■ **WORK TASK**: Wherever "provided" appears in a line of the listing, report that line.

■ **RAW DATA**:

<<<<

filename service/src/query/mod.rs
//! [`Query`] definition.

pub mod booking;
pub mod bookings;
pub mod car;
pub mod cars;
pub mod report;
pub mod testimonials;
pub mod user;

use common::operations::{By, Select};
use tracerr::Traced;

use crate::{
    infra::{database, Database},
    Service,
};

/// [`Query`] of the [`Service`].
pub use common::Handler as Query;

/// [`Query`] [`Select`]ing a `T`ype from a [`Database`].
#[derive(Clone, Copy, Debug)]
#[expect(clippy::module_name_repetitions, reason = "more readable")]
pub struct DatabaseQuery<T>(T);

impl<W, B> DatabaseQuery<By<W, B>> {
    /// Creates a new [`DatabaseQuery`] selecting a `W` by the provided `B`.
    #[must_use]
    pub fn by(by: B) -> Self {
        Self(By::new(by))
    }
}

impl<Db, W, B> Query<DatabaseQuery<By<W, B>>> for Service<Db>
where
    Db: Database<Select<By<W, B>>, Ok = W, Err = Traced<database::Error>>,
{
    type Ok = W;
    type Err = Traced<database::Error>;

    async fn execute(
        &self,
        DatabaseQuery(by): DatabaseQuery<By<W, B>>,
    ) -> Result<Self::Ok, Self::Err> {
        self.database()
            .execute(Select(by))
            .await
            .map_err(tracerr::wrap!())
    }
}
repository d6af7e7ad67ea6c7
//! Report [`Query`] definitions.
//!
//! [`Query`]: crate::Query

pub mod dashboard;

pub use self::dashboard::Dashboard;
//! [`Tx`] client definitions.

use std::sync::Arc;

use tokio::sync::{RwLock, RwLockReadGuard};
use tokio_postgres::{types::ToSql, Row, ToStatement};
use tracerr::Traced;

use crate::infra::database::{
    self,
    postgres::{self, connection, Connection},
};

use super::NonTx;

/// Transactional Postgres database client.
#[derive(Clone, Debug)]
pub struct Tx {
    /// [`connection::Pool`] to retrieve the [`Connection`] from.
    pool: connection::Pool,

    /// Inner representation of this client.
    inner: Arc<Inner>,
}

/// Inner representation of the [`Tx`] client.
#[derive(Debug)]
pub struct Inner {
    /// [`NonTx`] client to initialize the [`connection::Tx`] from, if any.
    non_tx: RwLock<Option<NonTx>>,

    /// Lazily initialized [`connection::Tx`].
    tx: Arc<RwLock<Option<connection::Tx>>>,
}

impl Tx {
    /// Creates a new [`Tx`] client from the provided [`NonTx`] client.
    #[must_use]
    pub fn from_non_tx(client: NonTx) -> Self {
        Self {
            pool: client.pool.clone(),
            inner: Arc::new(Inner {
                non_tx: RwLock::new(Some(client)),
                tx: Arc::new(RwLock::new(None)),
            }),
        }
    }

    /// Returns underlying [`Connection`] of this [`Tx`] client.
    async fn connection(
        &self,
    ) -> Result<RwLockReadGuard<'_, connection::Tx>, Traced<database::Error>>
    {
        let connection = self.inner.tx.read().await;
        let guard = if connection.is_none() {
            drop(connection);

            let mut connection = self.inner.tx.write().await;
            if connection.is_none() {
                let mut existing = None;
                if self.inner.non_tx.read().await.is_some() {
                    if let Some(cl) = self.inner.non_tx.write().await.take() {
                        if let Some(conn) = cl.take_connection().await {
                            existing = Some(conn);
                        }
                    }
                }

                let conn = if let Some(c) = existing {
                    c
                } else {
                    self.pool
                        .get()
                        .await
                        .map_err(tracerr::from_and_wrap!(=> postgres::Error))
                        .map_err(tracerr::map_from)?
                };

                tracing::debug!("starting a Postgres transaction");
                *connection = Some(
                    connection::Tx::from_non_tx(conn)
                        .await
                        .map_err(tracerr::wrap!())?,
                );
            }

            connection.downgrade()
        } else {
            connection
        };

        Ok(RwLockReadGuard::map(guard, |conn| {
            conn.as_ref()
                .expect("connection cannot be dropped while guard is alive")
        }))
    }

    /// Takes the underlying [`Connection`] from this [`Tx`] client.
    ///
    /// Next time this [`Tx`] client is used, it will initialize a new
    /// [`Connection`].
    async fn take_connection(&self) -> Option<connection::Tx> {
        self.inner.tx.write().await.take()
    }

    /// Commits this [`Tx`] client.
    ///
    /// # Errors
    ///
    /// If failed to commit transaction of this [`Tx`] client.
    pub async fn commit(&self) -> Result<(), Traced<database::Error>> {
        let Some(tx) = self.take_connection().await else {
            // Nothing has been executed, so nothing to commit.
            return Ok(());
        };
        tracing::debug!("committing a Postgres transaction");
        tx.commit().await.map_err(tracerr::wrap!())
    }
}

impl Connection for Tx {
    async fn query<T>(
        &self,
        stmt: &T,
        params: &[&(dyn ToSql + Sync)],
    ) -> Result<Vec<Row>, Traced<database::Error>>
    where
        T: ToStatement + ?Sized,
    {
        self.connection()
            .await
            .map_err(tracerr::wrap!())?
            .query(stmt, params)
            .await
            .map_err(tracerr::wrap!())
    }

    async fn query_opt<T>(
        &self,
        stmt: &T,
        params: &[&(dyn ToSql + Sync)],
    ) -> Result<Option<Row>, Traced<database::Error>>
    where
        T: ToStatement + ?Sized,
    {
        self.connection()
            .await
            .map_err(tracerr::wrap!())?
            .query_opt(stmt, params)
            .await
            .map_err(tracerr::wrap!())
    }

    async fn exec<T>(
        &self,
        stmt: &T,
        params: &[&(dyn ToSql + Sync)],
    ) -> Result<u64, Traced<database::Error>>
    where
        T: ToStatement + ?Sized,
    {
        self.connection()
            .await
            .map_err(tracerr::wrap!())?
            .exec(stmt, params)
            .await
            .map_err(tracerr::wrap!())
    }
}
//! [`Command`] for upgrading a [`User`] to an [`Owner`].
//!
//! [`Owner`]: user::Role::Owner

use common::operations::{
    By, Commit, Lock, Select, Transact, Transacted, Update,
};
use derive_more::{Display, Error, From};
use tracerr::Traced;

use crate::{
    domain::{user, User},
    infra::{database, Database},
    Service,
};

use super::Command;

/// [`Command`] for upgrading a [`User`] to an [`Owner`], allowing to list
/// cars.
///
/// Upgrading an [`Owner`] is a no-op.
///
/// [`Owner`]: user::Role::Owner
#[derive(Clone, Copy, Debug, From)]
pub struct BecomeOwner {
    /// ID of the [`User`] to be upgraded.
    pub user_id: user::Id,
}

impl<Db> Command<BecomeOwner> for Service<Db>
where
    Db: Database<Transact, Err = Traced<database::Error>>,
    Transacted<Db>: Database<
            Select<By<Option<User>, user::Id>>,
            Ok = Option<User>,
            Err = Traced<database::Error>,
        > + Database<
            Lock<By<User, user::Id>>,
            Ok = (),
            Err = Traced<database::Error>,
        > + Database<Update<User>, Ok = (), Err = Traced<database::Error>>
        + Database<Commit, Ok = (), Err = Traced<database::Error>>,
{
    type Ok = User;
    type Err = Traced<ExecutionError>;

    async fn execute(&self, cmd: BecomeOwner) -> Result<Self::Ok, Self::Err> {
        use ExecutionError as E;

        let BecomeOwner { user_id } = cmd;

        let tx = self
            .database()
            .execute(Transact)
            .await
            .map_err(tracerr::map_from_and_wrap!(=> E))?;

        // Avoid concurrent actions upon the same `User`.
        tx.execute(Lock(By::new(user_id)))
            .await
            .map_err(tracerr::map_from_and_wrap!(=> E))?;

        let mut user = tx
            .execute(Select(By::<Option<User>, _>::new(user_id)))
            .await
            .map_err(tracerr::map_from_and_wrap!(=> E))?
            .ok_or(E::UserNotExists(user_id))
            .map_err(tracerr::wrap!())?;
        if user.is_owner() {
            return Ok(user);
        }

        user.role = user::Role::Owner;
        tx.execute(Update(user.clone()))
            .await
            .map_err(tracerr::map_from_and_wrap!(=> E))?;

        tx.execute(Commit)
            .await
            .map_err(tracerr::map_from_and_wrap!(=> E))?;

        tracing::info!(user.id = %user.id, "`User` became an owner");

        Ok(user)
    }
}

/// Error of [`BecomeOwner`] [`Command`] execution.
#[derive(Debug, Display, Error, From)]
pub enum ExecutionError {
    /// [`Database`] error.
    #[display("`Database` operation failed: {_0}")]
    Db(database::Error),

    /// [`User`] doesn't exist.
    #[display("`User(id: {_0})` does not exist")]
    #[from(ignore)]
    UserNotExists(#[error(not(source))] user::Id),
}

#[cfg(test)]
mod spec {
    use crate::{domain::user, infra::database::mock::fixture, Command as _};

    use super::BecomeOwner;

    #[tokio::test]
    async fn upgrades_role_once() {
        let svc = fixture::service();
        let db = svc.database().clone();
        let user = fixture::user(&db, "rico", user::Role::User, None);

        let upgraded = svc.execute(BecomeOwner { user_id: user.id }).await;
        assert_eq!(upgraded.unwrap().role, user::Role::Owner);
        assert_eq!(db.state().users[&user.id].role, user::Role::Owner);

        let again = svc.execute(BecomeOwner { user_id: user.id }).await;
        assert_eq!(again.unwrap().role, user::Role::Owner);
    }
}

>>>>
<<<<

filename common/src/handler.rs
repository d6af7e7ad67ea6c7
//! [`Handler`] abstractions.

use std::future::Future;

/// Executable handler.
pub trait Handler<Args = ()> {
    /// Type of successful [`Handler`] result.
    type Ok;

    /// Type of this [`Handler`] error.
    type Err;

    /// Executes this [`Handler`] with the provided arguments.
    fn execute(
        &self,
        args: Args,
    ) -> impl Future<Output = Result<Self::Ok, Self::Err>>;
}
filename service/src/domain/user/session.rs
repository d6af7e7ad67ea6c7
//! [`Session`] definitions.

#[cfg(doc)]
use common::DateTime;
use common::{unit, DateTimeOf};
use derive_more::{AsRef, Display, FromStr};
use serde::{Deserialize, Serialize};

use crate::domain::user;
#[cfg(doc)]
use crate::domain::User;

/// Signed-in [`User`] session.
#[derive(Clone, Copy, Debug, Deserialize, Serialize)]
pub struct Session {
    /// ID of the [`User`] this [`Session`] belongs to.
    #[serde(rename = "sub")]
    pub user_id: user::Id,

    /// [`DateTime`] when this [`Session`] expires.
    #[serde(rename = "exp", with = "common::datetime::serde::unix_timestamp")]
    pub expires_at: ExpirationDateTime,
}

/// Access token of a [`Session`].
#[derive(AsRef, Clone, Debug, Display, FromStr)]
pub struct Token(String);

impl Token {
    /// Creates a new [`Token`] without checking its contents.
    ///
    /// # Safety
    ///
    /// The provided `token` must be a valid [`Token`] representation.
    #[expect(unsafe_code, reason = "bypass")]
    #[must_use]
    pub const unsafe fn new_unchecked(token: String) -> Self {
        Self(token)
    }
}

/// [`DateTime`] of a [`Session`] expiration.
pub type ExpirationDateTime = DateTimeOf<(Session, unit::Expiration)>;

>>>>

■ **SOLUTION TO THE PROBLEM**:
    /// Creates a new [`DatabaseQuery`] selecting a `W` by the provided `B`.
    /// Creates a new [`Tx`] client from the provided [`NonTx`] client.
    /// Executes this [`Handler`] with the provided arguments.
    /// The provided `token` must be a valid [`Token`] representation.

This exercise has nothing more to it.